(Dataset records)

━━━━

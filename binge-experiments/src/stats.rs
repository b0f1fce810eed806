//! Confidence estimation for experiment results
//!
//! Two modes are available. `Simplified` reproduces the original product
//! heuristic: a single-sample standard-error penalty that never compares
//! variants against each other. `TwoProportion` is a pooled two-proportion
//! z-test of a variant against the aggregate of all other variants, for
//! callers that want an actual hypothesis test.

use serde::{Deserialize, Serialize};

/// How variant confidence is computed
#[derive(Debug, Clone, Copy, Default, PartialEq, Eq, Serialize, Deserialize)]
#[serde(rename_all = "snake_case")]
pub enum ConfidenceMode {
    /// Legacy heuristic: confidence = clamp(1 - 2*sqrt(p(1-p)/n), 0.5, 0.99).
    ///
    /// Only penalizes small samples and mid-range rates; it is not a
    /// hypothesis test and ignores the other variants entirely.
    #[default]
    Simplified,
    /// Pooled two-proportion z-test of the variant against all other
    /// variants combined; confidence = 1 - two-sided p-value.
    TwoProportion,
}

impl ConfidenceMode {
    /// Confidence for one variant. `rest` aggregates the views and
    /// conversions of every other variant and is ignored in Simplified
    /// mode.
    pub fn confidence(&self, conversions: u64, views: u64, rest: (u64, u64)) -> f64 {
        match self {
            ConfidenceMode::Simplified => simplified_confidence(conversions, views),
            ConfidenceMode::TwoProportion => {
                let (rest_conversions, rest_views) = rest;
                two_proportion_confidence(conversions, views, rest_conversions, rest_views)
            }
        }
    }
}

/// Legacy single-sample heuristic.
///
/// Zero views yields the 0.5 floor rather than a division error.
pub fn simplified_confidence(conversions: u64, views: u64) -> f64 {
    if views == 0 {
        return 0.5;
    }

    let n = views as f64;
    let p = conversions as f64 / n;
    let standard_error = (p * (1.0 - p) / n).sqrt();

    (1.0 - 2.0 * standard_error).clamp(0.5, 0.99)
}

/// Pooled two-proportion z-test, two-sided.
///
/// Returns 1 - p_value; 0.5 when either side has no samples or the pooled
/// rate is degenerate (all or none converted everywhere).
pub fn two_proportion_confidence(
    conversions_a: u64,
    views_a: u64,
    conversions_b: u64,
    views_b: u64,
) -> f64 {
    if views_a == 0 || views_b == 0 {
        return 0.5;
    }

    let n_a = views_a as f64;
    let n_b = views_b as f64;
    let p_a = conversions_a as f64 / n_a;
    let p_b = conversions_b as f64 / n_b;
    let pooled = (conversions_a + conversions_b) as f64 / (n_a + n_b);

    let standard_error = (pooled * (1.0 - pooled) * (1.0 / n_a + 1.0 / n_b)).sqrt();
    if standard_error == 0.0 {
        return 0.5;
    }

    let z = (p_a - p_b) / standard_error;
    let p_value = 2.0 * (1.0 - normal_cdf(z.abs()));

    (1.0 - p_value).clamp(0.0, 1.0)
}

/// Standard normal CDF via the error function.
fn normal_cdf(x: f64) -> f64 {
    0.5 * (1.0 + erf(x / std::f64::consts::SQRT_2))
}

/// Abramowitz and Stegun error-function approximation (max error 1.5e-7).
fn erf(x: f64) -> f64 {
    let a1 = 0.254829592;
    let a2 = -0.284496736;
    let a3 = 1.421413741;
    let a4 = -1.453152027;
    let a5 = 1.061405429;
    let p = 0.3275911;

    let sign = if x < 0.0 { -1.0 } else { 1.0 };
    let x = x.abs();

    let t = 1.0 / (1.0 + p * x);
    let y = 1.0 - (((((a5 * t + a4) * t) + a3) * t + a2) * t + a1) * t * (-x * x).exp();

    sign * y
}

#[cfg(test)]
mod tests {
    use super::*;

    #[test]
    fn simplified_zero_views_is_floor() {
        assert_eq!(simplified_confidence(0, 0), 0.5);
    }

    #[test]
    fn simplified_matches_formula() {
        // n=10, p=0.8: se = sqrt(0.8*0.2/10) ≈ 0.126491, 1-2se ≈ 0.747018
        let confidence = simplified_confidence(8, 10);
        assert!((confidence - 0.747018).abs() < 1e-5, "got {confidence}");
    }

    #[test]
    fn simplified_is_clamped() {
        // Degenerate rates have zero standard error; the cap applies
        assert_eq!(simplified_confidence(10, 10), 0.99);
        assert_eq!(simplified_confidence(0, 10), 0.99);

        // Worst case p=0.5 at tiny n bottoms out at the floor
        assert_eq!(simplified_confidence(1, 2), 0.5);
    }

    #[test]
    fn simplified_grows_with_sample_size() {
        let small = simplified_confidence(40, 100);
        let large = simplified_confidence(4000, 10_000);
        assert!(large > small);
        assert!(large >= 0.98);
    }

    #[test]
    fn two_proportion_zero_samples_is_neutral() {
        assert_eq!(two_proportion_confidence(0, 0, 5, 10), 0.5);
        assert_eq!(two_proportion_confidence(5, 10, 0, 0), 0.5);
    }

    #[test]
    fn two_proportion_degenerate_pool_is_neutral() {
        // Everyone converted on both sides: pooled rate 1.0, no signal
        assert_eq!(two_proportion_confidence(10, 10, 20, 20), 0.5);
    }

    #[test]
    fn two_proportion_equal_rates_have_low_confidence() {
        let confidence = two_proportion_confidence(50, 100, 50, 100);
        assert!(confidence < 0.1, "identical rates should not look significant, got {confidence}");
    }

    #[test]
    fn two_proportion_large_effect_is_confident() {
        // 40% vs 10% at n=200 per side is overwhelming
        let confidence = two_proportion_confidence(80, 200, 20, 200);
        assert!(confidence > 0.99, "got {confidence}");
    }

    #[test]
    fn two_proportion_is_symmetric() {
        let ab = two_proportion_confidence(30, 100, 10, 100);
        let ba = two_proportion_confidence(10, 100, 30, 100);
        assert!((ab - ba).abs() < 1e-12);
    }

    #[test]
    fn normal_cdf_reference_points() {
        assert!((normal_cdf(0.0) - 0.5).abs() < 1e-7);
        assert!((normal_cdf(1.959964) - 0.975).abs() < 1e-4);
        assert!((normal_cdf(-1.959964) - 0.025).abs() < 1e-4);
    }
}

━━━━

Print out every record again, exactly and in full.

EXERCISE ANSWER:
filename binge-experiments/src/stats.rs
repository b0f1fce810eed806
//! Confidence estimation for experiment results
//!
//! Two modes are available. `Simplified` reproduces the original product
//! heuristic: a single-sample standard-error penalty that never compares
//! variants against each other. `TwoProportion` is a pooled two-proportion
//! z-test of a variant against the aggregate of all other variants, for
//! callers that want an actual hypothesis test.

use serde::{Deserialize, Serialize};

/// How variant confidence is computed
#[derive(Debug, Clone, Copy, Default, PartialEq, Eq, Serialize, Deserialize)]
#[serde(rename_all = "snake_case")]
pub enum ConfidenceMode {
    /// Legacy heuristic: confidence = clamp(1 - 2*sqrt(p(1-p)/n), 0.5, 0.99).
    ///
    /// Only penalizes small samples and mid-range rates; it is not a
    /// hypothesis test and ignores the other variants entirely.
    #[default]
    Simplified,
    /// Pooled two-proportion z-test of the variant against all other
    /// variants combined; confidence = 1 - two-sided p-value.
    TwoProportion,
}

impl ConfidenceMode {
    /// Confidence for one variant. `rest` aggregates the views and
    /// conversions of every other variant and is ignored in Simplified
    /// mode.
    pub fn confidence(&self, conversions: u64, views: u64, rest: (u64, u64)) -> f64 {
        match self {
            ConfidenceMode::Simplified => simplified_confidence(conversions, views),
            ConfidenceMode::TwoProportion => {
                let (rest_conversions, rest_views) = rest;
                two_proportion_confidence(conversions, views, rest_conversions, rest_views)
            }
        }
    }
}

/// Legacy single-sample heuristic.
///
/// Zero views yields the 0.5 floor rather than a division error.
pub fn simplified_confidence(conversions: u64, views: u64) -> f64 {
    if views == 0 {
        return 0.5;
    }

    let n = views as f64;
    let p = conversions as f64 / n;
    let standard_error = (p * (1.0 - p) / n).sqrt();

    (1.0 - 2.0 * standard_error).clamp(0.5, 0.99)
}

/// Pooled two-proportion z-test, two-sided.
///
/// Returns 1 - p_value; 0.5 when either side has no samples or the pooled
/// rate is degenerate (all or none converted everywhere).
pub fn two_proportion_confidence(
    conversions_a: u64,
    views_a: u64,
    conversions_b: u64,
    views_b: u64,
) -> f64 {
    if views_a == 0 || views_b == 0 {
        return 0.5;
    }

    let n_a = views_a as f64;
    let n_b = views_b as f64;
    let p_a = conversions_a as f64 / n_a;
    let p_b = conversions_b as f64 / n_b;
    let pooled = (conversions_a + conversions_b) as f64 / (n_a + n_b);

    let standard_error = (pooled * (1.0 - pooled) * (1.0 / n_a + 1.0 / n_b)).sqrt();
    if standard_error == 0.0 {
        return 0.5;
    }

    let z = (p_a - p_b) / standard_error;
    let p_value = 2.0 * (1.0 - normal_cdf(z.abs()));

    (1.0 - p_value).clamp(0.0, 1.0)
}

/// Standard normal CDF via the error function.
fn normal_cdf(x: f64) -> f64 {
    0.5 * (1.0 + erf(x / std::f64::consts::SQRT_2))
}

/// Abramowitz and Stegun error-function approximation (max error 1.5e-7).
fn erf(x: f64) -> f64 {
    let a1 = 0.254829592;
    let a2 = -0.284496736;
    let a3 = 1.421413741;
    let a4 = -1.453152027;
    let a5 = 1.061405429;
    let p = 0.3275911;

    let sign = if x < 0.0 { -1.0 } else { 1.0 };
    let x = x.abs();

    let t = 1.0 / (1.0 + p * x);
    let y = 1.0 - (((((a5 * t + a4) * t) + a3) * t + a2) * t + a1) * t * (-x * x).exp();

    sign * y
}

#[cfg(test)]
mod tests {
    use super::*;

    #[test]
    fn simplified_zero_views_is_floor() {
        assert_eq!(simplified_confidence(0, 0), 0.5);
    }

    #[test]
    fn simplified_matches_formula() {
        // n=10, p=0.8: se = sqrt(0.8*0.2/10) ≈ 0.126491, 1-2se ≈ 0.747018
        let confidence = simplified_confidence(8, 10);
        assert!((confidence - 0.747018).abs() < 1e-5, "got {confidence}");
    }

    #[test]
    fn simplified_is_clamped() {
        // Degenerate rates have zero standard error; the cap applies
        assert_eq!(simplified_confidence(10, 10), 0.99);
        assert_eq!(simplified_confidence(0, 10), 0.99);

        // Worst case p=0.5 at tiny n bottoms out at the floor
        assert_eq!(simplified_confidence(1, 2), 0.5);
    }

    #[test]
    fn simplified_grows_with_sample_size() {
        let small = simplified_confidence(40, 100);
        let large = simplified_confidence(4000, 10_000);
        assert!(large > small);
        assert!(large >= 0.98);
    }

    #[test]
    fn two_proportion_zero_samples_is_neutral() {
        assert_eq!(two_proportion_confidence(0, 0, 5, 10), 0.5);
        assert_eq!(two_proportion_confidence(5, 10, 0, 0), 0.5);
    }

    #[test]
    fn two_proportion_degenerate_pool_is_neutral() {
        // Everyone converted on both sides: pooled rate 1.0, no signal
        assert_eq!(two_proportion_confidence(10, 10, 20, 20), 0.5);
    }

    #[test]
    fn two_proportion_equal_rates_have_low_confidence() {
        let confidence = two_proportion_confidence(50, 100, 50, 100);
        assert!(confidence < 0.1, "identical rates should not look significant, got {confidence}");
    }

    #[test]
    fn two_proportion_large_effect_is_confident() {
        // 40% vs 10% at n=200 per side is overwhelming
        let confidence = two_proportion_confidence(80, 200, 20, 200);
        assert!(confidence > 0.99, "got {confidence}");
    }

    #[test]
    fn two_proportion_is_symmetric() {
        let ab = two_proportion_confidence(30, 100, 10, 100);
        let ba = two_proportion_confidence(10, 100, 30, 100);
        assert!((ab - ba).abs() < 1e-12);
    }

    #[test]
    fn normal_cdf_reference_points() {
        assert!((normal_cdf(0.0) - 0.5).abs() < 1e-7);
        assert!((normal_cdf(1.959964) - 0.975).abs() < 1e-4);
        assert!((normal_cdf(-1.959964) - 0.025).abs() < 1e-4);
    }
}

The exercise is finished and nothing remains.